File Locations (file location)
Certain aspects of Java security mentioned in this article, including the provider's configuration can be customized by setting security properties. You can still set the security properties in the security properties file, by default, this file is installed java.security file lib / security directory directory of Java ™ Runtime Environment (JRE) in. Dynamic security attributes may be provided by an appropriate method (in java.security package) Security class calls.
It referred to herein are tools and commands ~ jre / bin directory, which represents the installation ~ jre JRE. Cacerts file mentioned in section 5 located ~ jre / lib / security in.
4. Cryptography (encryption)
Java Cryptography Architecture is kava access platform developed encryption framework. It contains a wide range of cryptographic services, including:
- Message digest algorithms
- Digital signature algorithms
- Symmetric bulk encryption
- Symmetric stream encryption
- Asymmetric encryption
- Password-based encryption (PBE)
- Elliptic Curve Cryptography (ECC)
- Key agreement algorithms
- Key generators
- Message Authentication Codes (MACs)
- (Pseudo-)random number generators
Due to historical reasons, encryption API in two different packages inside. java.security package comprising control outlet is not restricted (as Signature and MessageDigest). javax.crypto bag mouth class (Cipher and the KeyAgreement) subject to export control limits.

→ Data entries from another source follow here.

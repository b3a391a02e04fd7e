//! Read-only access to the two corpora.
//!
//! The French store holds the `books` and `verses` tables; the Hebrew store a
//! single `bible` table numbered 1..=39. Each store sits behind one lazily
//! opened connection shared for the life of the process. "Not found" is
//! always an empty result; only storage failures are errors.

use anyhow::{Context, Result, anyhow};
use chouraqui_core::crossref::{has_secondary_text, secondary_book_number};
use chouraqui_core::model::{Book, BookNumber, SecondaryVerse, Verse};
use once_cell::sync::OnceCell;
use rusqlite::{Connection, OpenFlags, OptionalExtension, params};
use std::path::PathBuf;
use std::sync::{Mutex, MutexGuard};
use tracing::{debug, info};

/// One SQLite file, opened on first use.
pub struct CorpusHandle {
    label: &'static str,
    path: PathBuf,
    conn: OnceCell<Mutex<Connection>>,
}

impl CorpusHandle {
    pub fn new(label: &'static str, path: impl Into<PathBuf>) -> Self {
        Self {
            label,
            path: path.into(),
            conn: OnceCell::new(),
        }
    }

    fn connection(&self) -> Result<MutexGuard<'_, Connection>> {
        let conn = self.conn.get_or_try_init(|| {
            let conn = Connection::open_with_flags(
                &self.path,
                OpenFlags::SQLITE_OPEN_READ_ONLY | OpenFlags::SQLITE_OPEN_NO_MUTEX,
            )
            .with_context(|| {
                format!(
                    "Failed to open {} corpus at {}",
                    self.label,
                    self.path.display()
                )
            })?;
            info!(corpus = self.label, path = %self.path.display(), "Opened corpus");
            Ok::<_, anyhow::Error>(Mutex::new(conn))
        })?;
        conn.lock()
            .map_err(|_| anyhow!("{} corpus connection lock poisoned", self.label))
    }
}

pub struct VerseDataSource {
    primary: CorpusHandle,
    secondary: CorpusHandle,
}

impl VerseDataSource {
    pub fn new(primary: CorpusHandle, secondary: CorpusHandle) -> Self {
        Self { primary, secondary }
    }

    pub fn open(primary_path: impl Into<PathBuf>, secondary_path: impl Into<PathBuf>) -> Self {
        Self::new(
            CorpusHandle::new("primary", primary_path),
            CorpusHandle::new("secondary", secondary_path),
        )
    }

    pub fn books(&self) -> Result<Vec<Book>> {
        let conn = self.primary.connection()?;
        let mut stmt = conn
            .prepare(
                "SELECT book_number, short_name, long_name, book_color
                 FROM books
                 ORDER BY book_number",
            )
            .context("Failed to prepare book list query")?;
        let rows = stmt
            .query_map([], book_from_row)
            .context("Failed to list books")?;
        let books = rows
            .collect::<rusqlite::Result<Vec<_>>>()
            .context("Failed to read book rows")?;
        debug!(count = books.len(), "Loaded book list");
        Ok(books)
    }

    pub fn book(&self, number: BookNumber) -> Result<Option<Book>> {
        let conn = self.primary.connection()?;
        conn.query_row(
            "SELECT book_number, short_name, long_name, book_color
             FROM books
             WHERE book_number = ?1",
            params![number],
            book_from_row,
        )
        .optional()
        .with_context(|| format!("Failed to load book {number}"))
    }

    /// Highest chapter holding verses, `None` for a book without verses.
    pub fn max_chapter(&self, book: BookNumber) -> Result<Option<u32>> {
        let conn = self.primary.connection()?;
        conn.query_row(
            "SELECT MAX(chapter) FROM verses WHERE book_number = ?1",
            params![book],
            |row| row.get::<_, Option<u32>>(0),
        )
        .with_context(|| format!("Failed to read max chapter of book {book}"))
    }

    pub fn last_verse(&self, book: BookNumber, chapter: u32) -> Result<Option<u32>> {
        let conn = self.primary.connection()?;
        conn.query_row(
            "SELECT MAX(verse) FROM verses WHERE book_number = ?1 AND chapter = ?2",
            params![book, chapter],
            |row| row.get::<_, Option<u32>>(0),
        )
        .with_context(|| format!("Failed to read last verse of {book} {chapter}"))
    }

    pub fn verses(&self, book: BookNumber, chapter: u32) -> Result<Vec<Verse>> {
        let conn = self.primary.connection()?;
        let mut stmt = conn
            .prepare(
                "SELECT book_number, chapter, verse, text
                 FROM verses
                 WHERE book_number = ?1 AND chapter = ?2
                 ORDER BY verse",
            )
            .context("Failed to prepare verse query")?;
        let rows = stmt
            .query_map(params![book, chapter], |row| {
                Ok(Verse {
                    book_number: row.get(0)?,
                    chapter: row.get(1)?,
                    verse: row.get(2)?,
                    text: row.get(3)?,
                })
            })
            .with_context(|| format!("Failed to query verses of {book} {chapter}"))?;
        rows.collect::<rusqlite::Result<Vec<_>>>()
            .with_context(|| format!("Failed to read verses of {book} {chapter}"))
    }

    /// Hebrew verses aligned to a French book. Empty, without touching the
    /// Hebrew store, when the book has no Hebrew edition.
    pub fn secondary_verses(&self, book: BookNumber, chapter: u32) -> Result<Vec<SecondaryVerse>> {
        let Some(secondary_book) = secondary_book_number(book) else {
            return Ok(Vec::new());
        };
        let conn = self.secondary.connection()?;
        let mut stmt = conn
            .prepare(
                "SELECT book, chapter, verse, scripture
                 FROM bible
                 WHERE book = ?1 AND chapter = ?2
                 ORDER BY verse",
            )
            .context("Failed to prepare Hebrew verse query")?;
        let rows = stmt
            .query_map(params![secondary_book, chapter], secondary_from_row)
            .with_context(|| format!("Failed to query Hebrew verses of {book} {chapter}"))?;
        rows.collect::<rusqlite::Result<Vec<_>>>()
            .with_context(|| format!("Failed to read Hebrew verses of {book} {chapter}"))
    }

    pub fn has_secondary_text(&self, book: BookNumber) -> bool {
        has_secondary_text(book)
    }
}

fn book_from_row(row: &rusqlite::Row<'_>) -> rusqlite::Result<Book> {
    let book_number: BookNumber = row.get(0)?;
    Ok(Book {
        book_number,
        short_name: row.get(1)?,
        long_name: row.get(2)?,
        book_color: row.get::<_, Option<String>>(3)?.unwrap_or_default(),
        has_secondary_text: has_secondary_text(book_number),
    })
}

fn secondary_from_row(row: &rusqlite::Row<'_>) -> rusqlite::Result<SecondaryVerse> {
    Ok(SecondaryVerse {
        book: row.get(0)?,
        chapter: row.get(1)?,
        verse: row.get(2)?,
        scripture: row.get(3)?,
    })
}

#[cfg(test)]
pub(crate) mod test_support {
    use super::VerseDataSource;
    use rusqlite::{Connection, params};
    use std::path::PathBuf;

    /// Book 10 has chapters of 3 and 2 verses, book 20 one chapter of 2,
    /// book 470 one chapter of 1 and no Hebrew edition.
    pub(crate) const FIXTURE_BOOKS: [(u32, &str, &str, &[u32]); 3] = [
        (10, "Ent", "Entête", &[3, 2]),
        (20, "Noms", "Noms", &[2]),
        (470, "Mt", "Matyah", &[1]),
    ];

    fn temp_path(name: &str, suffix: &str) -> PathBuf {
        std::env::temp_dir().join(format!(
            "chouraqui-{}-{name}-{suffix}.sqlite",
            std::process::id()
        ))
    }

    /// Build both fixture stores under a per-process temp path.
    pub(crate) fn fixture_source(name: &str) -> VerseDataSource {
        let primary = temp_path(name, "fr");
        let secondary = temp_path(name, "he");
        let _ = std::fs::remove_file(&primary);
        let _ = std::fs::remove_file(&secondary);

        let conn = Connection::open(&primary).expect("create primary fixture");
        conn.execute_batch(
            "CREATE TABLE books (
                book_number INTEGER, short_name TEXT, long_name TEXT, book_color TEXT
             );
             CREATE TABLE verses (
                book_number INTEGER, chapter INTEGER, verse INTEGER, text TEXT
             );",
        )
        .expect("create primary tables");
        for (number, short, long, chapters) in FIXTURE_BOOKS {
            conn.execute(
                "INSERT INTO books VALUES (?1, ?2, ?3, '#ccccff')",
                params![number, short, long],
            )
            .expect("insert book");
            for (idx, count) in chapters.iter().enumerate() {
                for verse in 1..=*count {
                    conn.execute(
                        "INSERT INTO verses VALUES (?1, ?2, ?3, ?4)",
                        params![
                            number,
                            idx as u32 + 1,
                            verse,
                            format!("IHVH-Adonaï parle {number} {}:{verse}", idx + 1)
                        ],
                    )
                    .expect("insert verse");
                }
            }
        }

        let conn = Connection::open(&secondary).expect("create secondary fixture");
        conn.execute_batch(
            "CREATE TABLE bible (book INTEGER, chapter INTEGER, verse INTEGER, scripture TEXT);",
        )
        .expect("create secondary table");
        for (book, chapters) in [(1u32, [3u32, 2].as_slice()), (2, [2].as_slice())] {
            for (idx, count) in chapters.iter().enumerate() {
                for verse in 1..=*count {
                    conn.execute(
                        "INSERT INTO bible VALUES (?1, ?2, ?3, ?4)",
                        params![book, idx as u32 + 1, verse, format!("בראשית {verse}")],
                    )
                    .expect("insert Hebrew verse");
                }
            }
        }

        VerseDataSource::open(primary, secondary)
    }
}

Encryption is a provider-based interfaces, a plurality of encryption to allow interoperable implementation. Some provider may really perform cryptographic operations in software, another may perform operations based on a hardware token. Providing export control Provider service must be digitally signed.
Java provides a number of built-in Provider common cryptographic algorithms, such as: RSA, DSA, ECDSA signature algorithm, etc., DES, AES, ARCFOUR and other encryption algorithm, MD5, SHA-1, SHA -256 message digest algorithm, etc., as well as Diffie- Hellman key agreement algorithms such and ECDH.